:: DATA EXCERPTS ::

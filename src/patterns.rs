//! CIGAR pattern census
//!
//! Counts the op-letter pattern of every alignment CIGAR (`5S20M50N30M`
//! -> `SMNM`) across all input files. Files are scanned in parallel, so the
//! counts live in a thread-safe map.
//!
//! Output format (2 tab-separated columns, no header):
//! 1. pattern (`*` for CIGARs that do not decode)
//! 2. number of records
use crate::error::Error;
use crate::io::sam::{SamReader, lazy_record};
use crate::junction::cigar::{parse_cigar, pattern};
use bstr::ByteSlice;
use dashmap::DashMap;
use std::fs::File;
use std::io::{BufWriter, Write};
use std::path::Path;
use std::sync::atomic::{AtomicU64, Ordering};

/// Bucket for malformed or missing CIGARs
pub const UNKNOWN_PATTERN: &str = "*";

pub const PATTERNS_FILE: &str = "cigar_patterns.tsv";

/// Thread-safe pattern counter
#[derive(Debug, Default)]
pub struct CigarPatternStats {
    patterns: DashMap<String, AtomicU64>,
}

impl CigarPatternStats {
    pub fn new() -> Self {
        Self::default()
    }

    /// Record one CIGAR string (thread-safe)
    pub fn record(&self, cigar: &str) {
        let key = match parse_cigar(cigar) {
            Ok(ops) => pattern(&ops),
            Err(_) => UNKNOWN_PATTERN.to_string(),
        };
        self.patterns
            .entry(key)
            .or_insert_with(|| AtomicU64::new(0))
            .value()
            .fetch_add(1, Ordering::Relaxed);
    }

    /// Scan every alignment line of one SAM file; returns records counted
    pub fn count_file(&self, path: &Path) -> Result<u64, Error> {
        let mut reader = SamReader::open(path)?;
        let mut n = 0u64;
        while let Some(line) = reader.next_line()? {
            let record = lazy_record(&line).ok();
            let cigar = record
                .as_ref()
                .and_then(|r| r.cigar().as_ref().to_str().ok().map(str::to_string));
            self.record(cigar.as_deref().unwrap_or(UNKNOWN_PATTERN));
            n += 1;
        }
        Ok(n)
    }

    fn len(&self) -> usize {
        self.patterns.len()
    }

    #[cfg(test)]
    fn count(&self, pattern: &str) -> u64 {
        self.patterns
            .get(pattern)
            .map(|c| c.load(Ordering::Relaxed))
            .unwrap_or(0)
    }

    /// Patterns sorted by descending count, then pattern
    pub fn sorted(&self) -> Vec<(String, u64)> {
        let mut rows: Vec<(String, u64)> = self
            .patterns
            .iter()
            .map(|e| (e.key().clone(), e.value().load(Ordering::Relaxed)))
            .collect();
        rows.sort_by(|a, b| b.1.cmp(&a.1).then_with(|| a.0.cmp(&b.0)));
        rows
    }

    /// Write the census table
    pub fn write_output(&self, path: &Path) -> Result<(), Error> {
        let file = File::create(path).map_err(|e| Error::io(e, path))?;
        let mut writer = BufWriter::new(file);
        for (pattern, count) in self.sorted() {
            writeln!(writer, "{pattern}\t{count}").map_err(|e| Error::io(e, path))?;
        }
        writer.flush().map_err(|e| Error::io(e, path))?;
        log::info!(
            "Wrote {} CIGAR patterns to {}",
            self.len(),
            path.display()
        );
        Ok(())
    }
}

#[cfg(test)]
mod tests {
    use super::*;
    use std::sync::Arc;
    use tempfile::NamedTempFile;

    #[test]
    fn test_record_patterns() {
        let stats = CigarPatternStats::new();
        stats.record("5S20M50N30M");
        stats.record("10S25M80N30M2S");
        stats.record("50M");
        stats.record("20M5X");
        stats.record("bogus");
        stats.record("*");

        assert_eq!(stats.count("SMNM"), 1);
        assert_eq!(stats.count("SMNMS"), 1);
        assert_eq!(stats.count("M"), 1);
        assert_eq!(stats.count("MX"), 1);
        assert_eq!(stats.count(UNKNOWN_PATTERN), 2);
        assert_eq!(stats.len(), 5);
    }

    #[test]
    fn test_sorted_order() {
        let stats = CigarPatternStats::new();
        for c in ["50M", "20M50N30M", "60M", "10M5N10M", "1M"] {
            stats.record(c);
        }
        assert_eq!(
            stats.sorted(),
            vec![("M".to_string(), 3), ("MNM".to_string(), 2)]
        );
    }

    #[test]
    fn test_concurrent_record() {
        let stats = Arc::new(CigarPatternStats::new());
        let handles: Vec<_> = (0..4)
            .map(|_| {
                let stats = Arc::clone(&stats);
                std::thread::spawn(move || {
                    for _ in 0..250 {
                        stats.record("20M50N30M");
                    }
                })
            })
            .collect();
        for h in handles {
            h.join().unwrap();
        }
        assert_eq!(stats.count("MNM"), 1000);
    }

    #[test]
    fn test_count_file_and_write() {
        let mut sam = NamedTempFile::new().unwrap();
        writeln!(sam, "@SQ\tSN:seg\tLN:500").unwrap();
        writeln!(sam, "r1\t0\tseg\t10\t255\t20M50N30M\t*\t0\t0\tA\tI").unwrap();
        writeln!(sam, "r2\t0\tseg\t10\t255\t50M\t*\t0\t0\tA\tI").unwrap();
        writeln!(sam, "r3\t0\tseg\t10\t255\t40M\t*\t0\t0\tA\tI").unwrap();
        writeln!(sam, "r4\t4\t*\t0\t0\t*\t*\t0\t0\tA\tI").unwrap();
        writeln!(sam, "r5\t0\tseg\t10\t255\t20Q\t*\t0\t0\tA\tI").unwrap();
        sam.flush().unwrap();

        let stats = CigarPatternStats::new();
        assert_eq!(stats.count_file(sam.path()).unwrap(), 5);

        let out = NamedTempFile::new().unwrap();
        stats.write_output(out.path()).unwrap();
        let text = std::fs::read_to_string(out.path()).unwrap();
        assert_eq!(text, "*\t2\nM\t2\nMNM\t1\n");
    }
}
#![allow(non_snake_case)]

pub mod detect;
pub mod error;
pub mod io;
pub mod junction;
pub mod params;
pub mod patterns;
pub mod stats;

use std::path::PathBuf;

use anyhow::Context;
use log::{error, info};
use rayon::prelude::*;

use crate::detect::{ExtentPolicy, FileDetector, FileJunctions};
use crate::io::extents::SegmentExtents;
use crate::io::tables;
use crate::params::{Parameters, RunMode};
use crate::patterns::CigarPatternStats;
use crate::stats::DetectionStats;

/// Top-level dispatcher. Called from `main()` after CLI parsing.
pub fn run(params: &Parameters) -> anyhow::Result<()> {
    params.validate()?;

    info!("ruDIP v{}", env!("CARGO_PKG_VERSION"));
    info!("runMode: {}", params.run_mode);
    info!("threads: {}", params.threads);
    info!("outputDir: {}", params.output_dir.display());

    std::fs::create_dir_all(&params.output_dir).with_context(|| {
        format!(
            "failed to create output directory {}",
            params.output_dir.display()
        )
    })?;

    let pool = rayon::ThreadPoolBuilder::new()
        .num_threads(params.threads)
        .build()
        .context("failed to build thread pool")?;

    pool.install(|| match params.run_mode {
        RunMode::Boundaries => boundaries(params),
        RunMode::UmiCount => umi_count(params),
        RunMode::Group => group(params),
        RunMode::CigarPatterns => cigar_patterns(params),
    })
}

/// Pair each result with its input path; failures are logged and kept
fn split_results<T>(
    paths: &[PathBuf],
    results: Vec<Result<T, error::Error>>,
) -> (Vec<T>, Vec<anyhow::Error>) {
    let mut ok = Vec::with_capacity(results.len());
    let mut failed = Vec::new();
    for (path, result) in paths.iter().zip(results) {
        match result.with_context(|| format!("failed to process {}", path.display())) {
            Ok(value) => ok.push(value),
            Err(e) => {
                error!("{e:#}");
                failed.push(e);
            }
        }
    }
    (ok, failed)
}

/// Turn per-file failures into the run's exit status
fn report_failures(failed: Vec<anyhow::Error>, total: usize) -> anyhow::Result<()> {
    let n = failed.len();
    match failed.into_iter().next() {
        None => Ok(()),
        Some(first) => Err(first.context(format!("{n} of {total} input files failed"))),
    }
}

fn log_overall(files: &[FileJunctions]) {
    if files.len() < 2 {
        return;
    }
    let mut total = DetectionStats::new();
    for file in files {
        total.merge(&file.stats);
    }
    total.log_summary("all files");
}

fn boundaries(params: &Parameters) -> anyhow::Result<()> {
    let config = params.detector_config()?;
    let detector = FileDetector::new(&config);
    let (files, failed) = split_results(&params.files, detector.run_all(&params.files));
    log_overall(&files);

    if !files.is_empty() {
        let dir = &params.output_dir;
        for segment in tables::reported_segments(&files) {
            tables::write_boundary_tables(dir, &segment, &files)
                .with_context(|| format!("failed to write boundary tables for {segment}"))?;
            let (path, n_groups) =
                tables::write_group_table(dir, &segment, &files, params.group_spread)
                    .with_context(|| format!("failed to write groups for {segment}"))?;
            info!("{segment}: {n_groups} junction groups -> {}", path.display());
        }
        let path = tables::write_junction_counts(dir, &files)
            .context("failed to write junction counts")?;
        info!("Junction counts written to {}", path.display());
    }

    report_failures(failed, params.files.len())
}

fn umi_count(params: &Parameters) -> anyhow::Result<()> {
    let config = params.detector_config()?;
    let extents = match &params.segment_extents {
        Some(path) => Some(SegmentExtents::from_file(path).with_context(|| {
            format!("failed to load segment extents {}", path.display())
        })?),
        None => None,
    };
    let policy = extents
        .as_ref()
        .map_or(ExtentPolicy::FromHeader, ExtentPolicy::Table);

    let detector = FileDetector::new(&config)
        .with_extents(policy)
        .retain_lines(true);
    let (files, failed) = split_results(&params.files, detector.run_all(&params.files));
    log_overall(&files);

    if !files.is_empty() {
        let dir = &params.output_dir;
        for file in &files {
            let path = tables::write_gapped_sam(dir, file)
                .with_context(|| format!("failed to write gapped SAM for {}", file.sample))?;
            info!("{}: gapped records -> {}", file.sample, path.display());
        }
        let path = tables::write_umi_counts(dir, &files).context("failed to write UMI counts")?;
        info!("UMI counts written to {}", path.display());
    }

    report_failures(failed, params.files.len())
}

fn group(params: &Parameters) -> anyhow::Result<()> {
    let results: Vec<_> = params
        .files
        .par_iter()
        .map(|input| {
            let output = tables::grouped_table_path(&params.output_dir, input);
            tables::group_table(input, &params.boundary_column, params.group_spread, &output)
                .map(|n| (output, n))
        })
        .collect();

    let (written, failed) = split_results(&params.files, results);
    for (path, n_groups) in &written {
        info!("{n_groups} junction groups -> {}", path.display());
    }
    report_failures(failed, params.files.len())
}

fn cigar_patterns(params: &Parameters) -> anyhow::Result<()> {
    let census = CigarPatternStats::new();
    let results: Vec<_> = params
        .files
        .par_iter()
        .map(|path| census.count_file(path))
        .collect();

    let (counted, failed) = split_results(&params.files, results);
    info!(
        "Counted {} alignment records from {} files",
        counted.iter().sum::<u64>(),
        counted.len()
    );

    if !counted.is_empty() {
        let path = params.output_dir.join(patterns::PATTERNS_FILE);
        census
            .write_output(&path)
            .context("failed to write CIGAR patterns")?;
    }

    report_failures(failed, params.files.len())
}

:::

Everything above from the line with "let pool = rayon::ThreadPoolBuilder::new()" to the line with "for (path, result)", both included, must be repeated exactly, and nothing outside that range.

    let pool = rayon::ThreadPoolBuilder::new()
        .num_threads(params.threads)
        .build()
        .context("failed to build thread pool")?;

    pool.install(|| match params.run_mode {
        RunMode::Boundaries => boundaries(params),
        RunMode::UmiCount => umi_count(params),
        RunMode::Group => group(params),
        RunMode::CigarPatterns => cigar_patterns(params),
    })
}

/// Pair each result with its input path; failures are logged and kept
fn split_results<T>(
    paths: &[PathBuf],
    results: Vec<Result<T, error::Error>>,
) -> (Vec<T>, Vec<anyhow::Error>) {
    let mut ok = Vec::with_capacity(results.len());
    let mut failed = Vec::new();
    for (path, result) in paths.iter().zip(results) {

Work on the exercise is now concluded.